▸ **ASSIGNMENT**:
Which of the lines below hold the word "must"? Pull each of them out.

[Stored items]
------------------------

#[test]
fn test_cross_backend_to_many_goes_through_bridge() {
    let shop = Shop::new();
    seed_shipments(&shop);
    let manager = shop.manager();

    let mut tx = manager.begin_transaction();
    let order = load(&mut tx, "Order", "1");
    shop.clear_log();

    let shipments = tx
        .get_relation(&order, &Relationship::named("shipments"))
        .unwrap()
        .into_vec()
        .unwrap();

    let mut found = ids(&shipments);
    found.sort();
    assert_eq!(found, vec!["s1", "s2"]);
    assert_eq!(shop.bridge.seen().len(), 1);
    assert!(calls_of(&shop.log, "relation").is_empty());
    assert_eq!(calls_of(&shop.log, "load_many"), vec!["shipping:load_many"]);
    // Bridged entities are snapshotted like any other load
    assert_eq!(tx.snapshot_count(), 3);
    tx.close().unwrap();
}

#[test]
fn test_bridge_receives_filter_sorting_and_pagination() {
    let shop = Shop::new();
    seed_shipments(&shop);
    shop.shipping.insert(shipment("s4", "1", "DHL"));
    let manager = shop.manager();

    let relation = Relationship::named("shipments")
        .with_filter(FilterExpression::equals("carrier", "DHL"))
        .with_sorting(Sorting::descending("id"))
        .with_pagination(Pagination::new(0, 1));

    let mut tx = manager.begin_read_transaction();
    let order = load(&mut tx, "Order", "1");
    let shipments = tx.get_relation(&order, &relation).unwrap().into_vec().unwrap();

    assert_eq!(ids(&shipments), vec!["s4"]);
    assert_eq!(shop.bridge.seen(), vec![relation]);
    tx.close().unwrap();
}

#[test]
fn test_cross_backend_to_one_goes_through_bridge() {
    let shop = Shop::new();
    seed_shipments(&shop);
    let manager = shop.manager();

    let mut tx = manager.begin_transaction();
    let shipment = load(&mut tx, "Shipment", "s3");
    let owner = tx
        .get_relation(&shipment, &Relationship::named("order"))
        .unwrap()
        .into_single()
        .expect("order");
    assert_eq!(owner.id(), Some(EntityId::from("2")));
    assert_eq!(tx.session_backends(), vec!["shipping", "orders"]);
    tx.close().unwrap();
}

#[test]
fn test_same_backend_relation_uses_session() {
    let shop = Shop::new();
    shop.orders.insert(order("1", "PENDING").with_to_many("lines", ["10", "11"]));
    shop.orders.insert(Record::new("OrderLine").with_id("10"));
    shop.orders.insert(Record::new("OrderLine").with_id("11"));
    let manager = shop.manager();

    let mut tx = manager.begin_transaction();
    let order = load(&mut tx, "Order", "1");
    let lines = tx
        .get_relation(&order, &Relationship::named("lines"))
        .unwrap()
        .into_vec()
        .unwrap();

    assert_eq!(ids(&lines), vec!["10", "11"]);
    assert_eq!(calls_of(&shop.log, "relation"), vec!["orders:relation"]);
    assert!(shop.bridge.seen().is_empty());
    assert_eq!(tx.session_count(), 1);
    tx.close().unwrap();
}

#[test]
fn test_cross_backend_relation_without_bridge_fails() {
    let shop = Shop::new();
    shop.orders.insert(order("1", "PENDING"));
    let billing = ScriptedBackend::wrap(InMemoryBackend::new("billing", ["Invoice"]), &shop.log);
    let manager = MultiplexManager::builder(dictionary())
        .backend(shop.orders.shared())
        .backend(shop.shipping.shared())
        .backend(billing.shared())
        .build()
        .unwrap();

    let mut tx = manager.begin_transaction();
    let order = load(&mut tx, "Order", "1");
    match tx
        .get_relation(&order, &Relationship::named("invoice"))
        .unwrap_err()
    {
        StrataError::UnsupportedCrossBackendRelation {
            relation,
            source_backend,
            target_backend,
            ..
        } => {
            assert_eq!(relation, "invoice");
            assert_eq!(source_backend, "orders");
            assert_eq!(target_backend, "billing");
        }
        other => panic!("unexpected error: {:?}", other),
    }
    tx.close().unwrap();
}

#[test]
fn test_unknown_relation_is_rejected() {
    let shop = Shop::new();
    shop.orders.insert(order("1", "PENDING"));
    let manager = shop.manager();

    let mut tx = manager.begin_transaction();
    let order = load(&mut tx, "Order", "1");
    let err = tx
        .get_relation(&order, &Relationship::named("refunds"))
        .unwrap_err();
    assert!(matches!(err, StrataError::UnknownRelation { .. }));
    tx.close().unwrap();
}

#[test]
fn test_relation_update_is_compensated() {
    let shop = Shop::new();
    shop.orders.insert(order("1", "PENDING"));
    shop.orders.insert(Record::new("OrderLine").with_id("10"));
    shop.shipping.fail_commit(1, StrataError::storage("carrier api down"));
    let manager = shop.manager();

    let mut tx = manager.begin_transaction();
    tx.create(&EntityRef::new(shipment("s1", "1", "DHL"))).unwrap();
    let order = load(&mut tx, "Order", "1");
    let line = load(&mut tx, "OrderLine", "10");
    tx.update_to_many_relation(&order, "lines", &[line], &[]).unwrap();
    tx.commit().unwrap_err();
    tx.close().unwrap();

    let restored = shop.orders.get("Order", "1").unwrap();
    assert!(restored.relation("lines").is_none());
}

// ============================================================================
// Properties
// ============================================================================

#[test]
fn test_property_routes_by_backend_prefix() {
    let shop = Shop::new();
    let manager = shop.manager();

    let mut tx = manager.begin_read_transaction();
    assert_eq!(
        tx.property("orders.region").unwrap(),
        Some(Value::from("eu-west"))
    );
    assert_eq!(tx.property("shipping.region").unwrap(), None);
    assert_eq!(tx.property("warehouse.region").unwrap(), None);
    assert_eq!(tx.property("region").unwrap(), None);
    tx.close().unwrap();
}

// ============================================================================
// Manager
// ============================================================================

#[test]
fn test_manager_transaction_commits_and_closes() {
    let shop = Shop::new();
    let manager = shop.manager();

    let created = manager
        .transaction(|tx| {
            let order = EntityRef::new(order("1", "PENDING"));
            tx.create(&order)?;
            tx.create(&EntityRef::new(shipment("s1", "1", "DHL")))?;
            Ok(order.id())
        })
        .unwrap();

    assert_eq!(created, Some(EntityId::from("1")));
    assert_eq!(shop.orders.count("Order"), 1);
    assert_eq!(calls_of(&shop.log, "close").len(), 2);
}

#[test]
fn test_manager_transaction_cancels_on_error() {
    let shop = Shop::new();
    let manager = shop.manager();

    let err = manager
        .transaction(|tx| {
            tx.create(&EntityRef::new(order("1", "PENDING")))?;
            Err::<(), _>(StrataError::invalid_input("quantity must be positive"))
        })
        .unwrap_err();

    assert!(matches!(err, StrataError::InvalidInput { .. }));
    assert_eq!(calls_of(&shop.log, "cancel"), vec!["orders:cancel"]);
    assert!(calls_of(&shop.log, "commit").is_empty());
    assert_eq!(shop.orders.count("Order"), 0);
}

#[test]
fn test_metrics_track_outcomes() {
    let shop = Shop::new();
    let manager = shop.manager();

    let mut ok = manager.begin_transaction();
    ok.create(&EntityRef::new(order("1", "PENDING"))).unwrap();
    ok.commit().unwrap();
    ok.close().unwrap();

    shop.orders.fail_commit(2, StrataError::storage("disk full"));
    let mut failed = manager.begin_transaction();
    failed.create(&EntityRef::new(order("2", "PENDING"))).unwrap();
    failed.commit().unwrap_err();
    failed.close().unwrap();

    let mut read = manager.begin_read_transaction();
    read.load_many(&EntityProjection::of("Order")).unwrap();
    read.close().unwrap();

    let metrics = manager.metrics();
    assert_eq!(metrics.total_started, 3);
    assert_eq!(metrics.total_committed, 1);
    assert_eq!(metrics.total_aborted, 1);
    assert_eq!(metrics.active_count, 0);
}
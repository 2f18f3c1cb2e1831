//! Backend, session, bridge and transaction contracts
//!
//! This module defines the seams between the coordinator and the storage
//! engines it drives:
//!
//! - [`Backend`]: a named storage engine owning a fixed set of entity types
//! - [`ReadSession`] / [`WriteSession`]: one unit of work against a backend
//! - [`Bridge`]: optional session capability for relations whose target
//!   lives in a different backend
//! - [`Transaction`]: the logical transaction the caller sees, implemented
//!   by the coordinator and handed to bridges for re-entrant loads

use std::sync::Arc;

use crate::entity::EntityRef;
use crate::error::StrataResult;
use crate::iterable::EntityIterable;
use crate::iterable::RelationValue;
use crate::request::{EntityProjection, Relationship};
use crate::types::{EntityId, EntityType};
use crate::value::Value;

/// A storage engine that owns a set of entity types
///
/// Thread safety: backends are shared by every transaction in the process
/// and must be safe to use concurrently (requires Send + Sync). Sessions
/// are owned by one transaction and only need to be Send.
pub trait Backend: Send + Sync {
    /// Stable backend name, used in logs, errors, configuration and
    /// property prefixes
    fn name(&self) -> &str;

    /// Entity types this backend owns
    fn owned_types(&self) -> Vec<EntityType>;

    /// Open a read-only session
    ///
    /// # Errors
    ///
    /// Returns an error if the backend cannot start a session.
    fn begin_read_session(&self) -> StrataResult<Box<dyn ReadSession>>;

    /// Open a read-write session
    ///
    /// Compensation also opens write sessions through this method, after
    /// the original session for the backend has committed.
    ///
    /// # Errors
    ///
    /// Returns an error if the backend cannot start a session.
    fn begin_write_session(&self) -> StrataResult<Box<dyn WriteSession>>;
}

/// Read operations and lifecycle of one backend session
pub trait ReadSession: Send {
    /// Load one entity by identifier
    ///
    /// Returns `None` if no entity of the projected type has that id.
    fn load(&mut self, projection: &EntityProjection, id: &EntityId)
        -> StrataResult<Option<EntityRef>>;

    /// Load every entity matching the projection
    fn load_many(&mut self, projection: &EntityProjection) -> StrataResult<EntityIterable>;

    /// Read an attribute of a loaded entity
    fn get_attribute(&mut self, entity: &EntityRef, name: &str) -> StrataResult<Option<Value>> {
        Ok(entity.get(name))
    }

    /// Fetch a to-one relation whose target this backend owns
    fn get_to_one_relation(
        &mut self,
        entity: &EntityRef,
        relation: &Relationship,
        target_type: &EntityType,
    ) -> StrataResult<Option<EntityRef>>;

    /// Fetch a to-many relation whose targets this backend owns
    fn get_to_many_relation(
        &mut self,
        entity: &EntityRef,
        relation: &Relationship,
        target_type: &EntityType,
    ) -> StrataResult<EntityIterable>;

    /// Push buffered changes to the backend without committing
    fn flush(&mut self) -> StrataResult<()> {
        Ok(())
    }

    /// Last chance to validate before commit
    fn pre_commit(&mut self) -> StrataResult<()> {
        Ok(())
    }

    /// Commit the session
    fn commit(&mut self) -> StrataResult<()>;

    /// Ask any in-flight work to stop; best effort
    fn cancel(&mut self) {}

    /// Release the session
    fn close(&mut self) -> StrataResult<()> {
        Ok(())
    }

    /// Backend-specific transaction property
    fn property(&self, _name: &str) -> Option<Value> {
        None
    }

    /// Cross-backend relation capability, if this session offers one
    fn bridge(&self) -> Option<Arc<dyn Bridge>> {
        None
    }
}

/// Mutating operations of one backend session
pub trait WriteSession: ReadSession {
    /// Persist a new entity; the session may assign its identifier
    fn create(&mut self, entity: &EntityRef) -> StrataResult<()>;

    /// Persist changes to an existing entity
    fn save(&mut self, entity: &EntityRef) -> StrataResult<()>;

    /// Remove an entity
    fn delete(&mut self, entity: &EntityRef) -> StrataResult<()>;

    /// Set an attribute and record the entity as changed
    fn set_attribute(&mut self, entity: &EntityRef, name: &str, value: Value) -> StrataResult<()> {
        entity.set(name, value);
        self.save(entity)
    }

    /// Replace the target of a to-one relation
    fn update_to_one_relation(
        &mut self,
        entity: &EntityRef,
        relation: &str,
        target: Option<&EntityRef>,
    ) -> StrataResult<()>;

    /// Add and remove targets of a to-many relation
    fn update_to_many_relation(
        &mut self,
        entity: &EntityRef,
        relation: &str,
        added: &[EntityRef],
        removed: &[EntityRef],
    ) -> StrataResult<()>;
}

/// Resolves relations whose target lives in another backend
///
/// A bridge receives the logical transaction so it can load the related
/// entities through the coordinator, which routes them to the backend that
/// owns them. Filter, sorting and pagination arrive unchanged inside the
/// [`Relationship`].
pub trait Bridge: Send + Sync {
    /// Resolve a to-one cross-backend relation
    fn bridge_load(
        &self,
        tx: &mut dyn Transaction,
        source: &EntityRef,
        relation: &Relationship,
    ) -> StrataResult<Option<EntityRef>>;

    /// Resolve a to-many cross-backend relation
    fn bridge_load_many(
        &self,
        tx: &mut dyn Transaction,
        source: &EntityRef,
        relation: &Relationship,
    ) -> StrataResult<EntityIterable>;
}

/// One logical transaction spanning any number of backends
pub trait Transaction {
    /// Load one entity by identifier
    fn load(&mut self, projection: &EntityProjection, id: &EntityId)
        -> StrataResult<Option<EntityRef>>;

    /// Load every entity matching the projection
    fn load_many(&mut self, projection: &EntityProjection) -> StrataResult<EntityIterable>;

    /// Persist a new entity
    fn create(&mut self, entity: &EntityRef) -> StrataResult<()>;

    /// Persist changes to an entity
    fn save(&mut self, entity: &EntityRef) -> StrataResult<()>;

    /// Remove an entity
    fn delete(&mut self, entity: &EntityRef) -> StrataResult<()>;

    /// Read an attribute
    fn get_attribute(&mut self, entity: &EntityRef, name: &str) -> StrataResult<Option<Value>>;

    /// Change an attribute
    fn set_attribute(&mut self, entity: &EntityRef, name: &str, value: Value) -> StrataResult<()>;

    /// Fetch a relation of an entity
    fn get_relation(
        &mut self,
        entity: &EntityRef,
        relation: &Relationship,
    ) -> StrataResult<RelationValue>;

    /// Replace the target of a to-one relation
    fn update_to_one_relation(
        &mut self,
        entity: &EntityRef,
        relation: &str,
        target: Option<&EntityRef>,
    ) -> StrataResult<()>;

    /// Add and remove targets of a to-many relation
    fn update_to_many_relation(
        &mut self,
        entity: &EntityRef,
        relation: &str,
        added: &[EntityRef],
        removed: &[EntityRef],
    ) -> StrataResult<()>;

    /// Flush every open session
    fn flush(&mut self) -> StrataResult<()>;

    /// Run pre-commit checks on every open session
    fn pre_commit(&mut self) -> StrataResult<()>;

    /// Commit every open session
    fn commit(&mut self) -> StrataResult<()>;

    /// Ask every open session to stop in-flight work
    fn cancel(&mut self);

    /// Close every open session
    fn close(&mut self) -> StrataResult<()>;

    /// Backend-specific property, addressed as `"<backend>.<key>"`
    fn property(&mut self, name: &str) -> StrataResult<Option<Value>>;
}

------------------------

▸ **WRITTEN ANSWER**:
            Err::<(), _>(StrataError::invalid_input("quantity must be positive"))
/// and must be safe to use concurrently (requires Send + Sync). Sessions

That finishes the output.